## ABOUT THIS EXERCISE
Show all the lines in the data below that include the word "type".
/---
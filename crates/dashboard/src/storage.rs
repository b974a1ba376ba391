//! Key/value persistence for the session token.

use std::collections::{BTreeMap, HashMap};
use std::path::{Path, PathBuf};
use std::sync::{Mutex, MutexGuard};

use thiserror::Error;

/// Key the bearer token is stored under.
pub const TOKEN_KEY: &str = "token";

#[derive(Debug, Error)]
pub enum StorageError {
    #[error("could not resolve an application data directory")]
    NoDataDir,
    #[error("storage i/o failed at {path}: {source}")]
    Io {
        path: PathBuf,
        #[source]
        source: std::io::Error,
    },
    #[error("storage file {path} is not a JSON object: {source}")]
    Corrupt {
        path: PathBuf,
        #[source]
        source: serde_json::Error,
    },
}

/// String-keyed store with browser `localStorage` semantics.
pub trait LocalStorage: Send + Sync {
    fn get_item(&self, key: &str) -> Option<String>;
    fn set_item(&self, key: &str, value: &str) -> Result<(), StorageError>;
    fn remove_item(&self, key: &str) -> Result<(), StorageError>;
}

fn lock<T>(m: &Mutex<T>) -> MutexGuard<'_, T> {
    // A panic mid-write leaves a plain map behind; keep using it.
    m.lock().unwrap_or_else(|poisoned| poisoned.into_inner())
}

/// Process-local storage; forgotten on exit.
#[derive(Debug, Default)]
pub struct MemoryStorage {
    items: Mutex<HashMap<String, String>>,
}

impl MemoryStorage {
    pub fn new() -> Self {
        Self::default()
    }
}

impl LocalStorage for MemoryStorage {
    fn get_item(&self, key: &str) -> Option<String> {
        lock(&self.items).get(key).cloned()
    }

    fn set_item(&self, key: &str, value: &str) -> Result<(), StorageError> {
        lock(&self.items).insert(key.to_string(), value.to_string());
        Ok(())
    }

    fn remove_item(&self, key: &str) -> Result<(), StorageError> {
        lock(&self.items).remove(key);
        Ok(())
    }
}

/// JSON object on disk, rewritten in full on every change.
#[derive(Debug)]
pub struct FileStorage {
    path: PathBuf,
    items: Mutex<BTreeMap<String, String>>,
}

impl FileStorage {
    /// Open (or start) the store at `path`. A missing file is an empty store.
    pub fn open(path: impl Into<PathBuf>) -> Result<Self, StorageError> {
        let path = path.into();
        let items = match std::fs::read(&path) {
            Ok(bytes) => serde_json::from_slice(&bytes).map_err(|source| StorageError::Corrupt {
                path: path.clone(),
                source,
            })?,
            Err(e) if e.kind() == std::io::ErrorKind::NotFound => BTreeMap::new(),
            Err(source) => return Err(StorageError::Io { path, source }),
        };

        Ok(Self {
            path,
            items: Mutex::new(items),
        })
    }

    /// `{app_data_dir}/stockdesk/storage.json`.
    pub fn in_data_dir() -> Result<Self, StorageError> {
        let base = dirs::data_dir()
            .or_else(|| {
                dirs::home_dir().map(|mut h| {
                    h.push(".local");
                    h.push("share");
                    h
                })
            })
            .ok_or(StorageError::NoDataDir)?;

        Self::open(base.join("stockdesk").join("storage.json"))
    }

    pub fn path(&self) -> &Path {
        &self.path
    }

    fn persist(&self, items: &BTreeMap<String, String>) -> Result<(), StorageError> {
        if let Some(parent) = self.path.parent() {
            std::fs::create_dir_all(parent).map_err(|source| StorageError::Io {
                path: parent.to_path_buf(),
                source,
            })?;
        }
        let bytes = serde_json::to_vec_pretty(items).map_err(|source| StorageError::Corrupt {
            path: self.path.clone(),
            source,
        })?;
        std::fs::write(&self.path, bytes).map_err(|source| StorageError::Io {
            path: self.path.clone(),
            source,
        })
    }
}

impl LocalStorage for FileStorage {
    fn get_item(&self, key: &str) -> Option<String> {
        lock(&self.items).get(key).cloned()
    }

    fn set_item(&self, key: &str, value: &str) -> Result<(), StorageError> {
        let mut items = lock(&self.items);
        items.insert(key.to_string(), value.to_string());
        self.persist(&items)
    }

    fn remove_item(&self, key: &str) -> Result<(), StorageError> {
        let mut items = lock(&self.items);
        if items.remove(key).is_some() {
            self.persist(&items)?;
        }
        Ok(())
    }
}
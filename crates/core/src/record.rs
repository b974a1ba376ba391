//! The shape every stored entity shares.

use serde::{Serialize, de::DeserializeOwned};

use crate::error::DomainResult;
use crate::id::SerialId;

/// Trivial checks a write body must pass before it reaches the store.
pub trait Validate {
    fn validate(&self) -> DomainResult<()>;
}

/// A row-backed entity with a store-assigned id and a full-replacement write body.
///
/// Creation turns a `Draft` into a record once the store has assigned the id; updates
/// replace every field of the draft at once (no partial patch).
pub trait Record: Clone + core::fmt::Debug + Serialize + DeserializeOwned + Send + Sync + 'static {
    type Id: SerialId;
    type Draft: Validate + Clone + core::fmt::Debug + Serialize + DeserializeOwned + Send + Sync + 'static;

    /// URL path segment and table name (`categories`, `products`, ...).
    const COLLECTION: &'static str;

    /// Singular, human-readable name used in messages.
    const LABEL: &'static str;

    fn id(&self) -> Self::Id;

    fn from_draft(id: Self::Id, draft: Self::Draft) -> Self;

    fn to_draft(&self) -> Self::Draft;
}
//! Domain error model.

use thiserror::Error;

/// Result type used across the domain layer.
pub type DomainResult<T> = Result<T, DomainError>;

/// Domain-level error.
///
/// Only deterministic failures live here (bad input, unknown ids). Storage and
/// transport failures belong to the layers that own them.
#[derive(Debug, Error, Clone, PartialEq, Eq)]
pub enum DomainError {
    /// A value failed validation (e.g. blank name, non-positive quantity).
    #[error("validation failed: {0}")]
    Validation(String),

    /// An identifier was invalid (e.g. parse failure).
    #[error("invalid identifier: {0}")]
    InvalidId(String),

    /// A requested record was not found.
    #[error("not found")]
    NotFound,
}

impl DomainError {
    pub fn validation(msg: impl Into<String>) -> Self {
        Self::Validation(msg.into())
    }

    pub fn invalid_id(msg: impl Into<String>) -> Self {
        Self::InvalidId(msg.into())
    }

    pub fn not_found() -> Self {
        Self::NotFound
    }
}

/// Reject blank (empty or whitespace-only) text fields.
pub(crate) fn require_text(field: &str, value: &str) -> DomainResult<()> {
    if value.trim().is_empty() {
        return Err(DomainError::validation(format!("{field} is required")));
    }
    Ok(())
}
\---
## REPLY TO THE TASK
    type Id: SerialId;
    type Draft: Validate + Clone + core::fmt::Debug + Serialize + DeserializeOwned + Send + Sync + 'static;
/// Result type used across the domain layer.
pub type DomainResult<T> = Result<T, DomainError>;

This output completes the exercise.